**ASSIGNED TASK:** Give back only the lines in the records below from the one with "pub fn new()" to the one with "let mut names: Vec<String>", both inclusive, word for word.

**MATERIAL FOR THIS TASK:**
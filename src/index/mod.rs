//! In-memory label index for the label discovery endpoints.
//!
//! The index is append-only: fingerprints, label names and label values are
//! never evicted for the lifetime of the process. Callers only see it through
//! [`LabelCatalog`], so a bounded implementation can be dropped in later.

use crate::core::{Fingerprint, LabelSet};
use dashmap::DashMap;
use std::collections::BTreeSet;

/// Record/lookup capability over observed label sets.
pub trait LabelCatalog: Send + Sync {
    /// Stores the label set for a fingerprint and indexes every pair.
    fn record_label_set(&self, fingerprint: Fingerprint, labels: &LabelSet);

    /// All label names ever observed, sorted.
    fn label_names(&self) -> Vec<String>;

    /// All values ever observed for `name`, sorted; empty if unknown.
    fn label_values(&self, name: &str) -> Vec<String>;

    /// Reverse lookup of a fingerprint.
    fn label_set(&self, fingerprint: Fingerprint) -> Option<LabelSet>;
}

/// Unbounded, concurrent label index.
///
/// Each map is sharded by `DashMap`; a value set is mutated while its shard
/// is write-locked, so readers observe it either before or after an insert.
#[derive(Default)]
pub struct LabelIndex {
    /// fingerprint -> label set
    series: DashMap<Fingerprint, LabelSet>,
    /// label name -> distinct values; the keys double as the set of names
    values: DashMap<String, BTreeSet<String>>,
}

impl LabelIndex {
    pub fn new() -> Self {
        Self::default()
    }

    /// Number of distinct fingerprints recorded
    pub fn series_count(&self) -> usize {
        self.series.len()
    }
}

impl LabelCatalog for LabelIndex {
    fn record_label_set(&self, fingerprint: Fingerprint, labels: &LabelSet) {
        self.series.insert(fingerprint, labels.clone());

        for (name, value) in labels.iter() {
            // Skip the write lock when the value is already known
            if let Some(known) = self.values.get(name) {
                if known.contains(value) {
                    continue;
                }
            }
            self.values
                .entry(name.to_string())
                .or_default()
                .insert(value.to_string());
        }
    }

    fn label_names(&self) -> Vec<String> {
        let mut names: Vec<String> = self.values.iter().map(|e| e.key().clone()).collect();
        names.sort_unstable();
        names
    }

    fn label_values(&self, name: &str) -> Vec<String> {
        self.values
            .get(name)
            .map(|values| values.iter().cloned().collect())
            .unwrap_or_default()
    }

    fn label_set(&self, fingerprint: Fingerprint) -> Option<LabelSet> {
        self.series.get(&fingerprint).map(|l| l.value().clone())
    }
}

**TASK OUTPUT:**
    pub fn new() -> Self {
        Self::default()
    }

    /// Number of distinct fingerprints recorded
    pub fn series_count(&self) -> usize {
        self.series.len()
    }
}

impl LabelCatalog for LabelIndex {
    fn record_label_set(&self, fingerprint: Fingerprint, labels: &LabelSet) {
        self.series.insert(fingerprint, labels.clone());

        for (name, value) in labels.iter() {
            // Skip the write lock when the value is already known
            if let Some(known) = self.values.get(name) {
                if known.contains(value) {
                    continue;
                }
            }
            self.values
                .entry(name.to_string())
                .or_default()
                .insert(value.to_string());
        }
    }

    fn label_names(&self) -> Vec<String> {
        let mut names: Vec<String> = self.values.iter().map(|e| e.key().clone()).collect();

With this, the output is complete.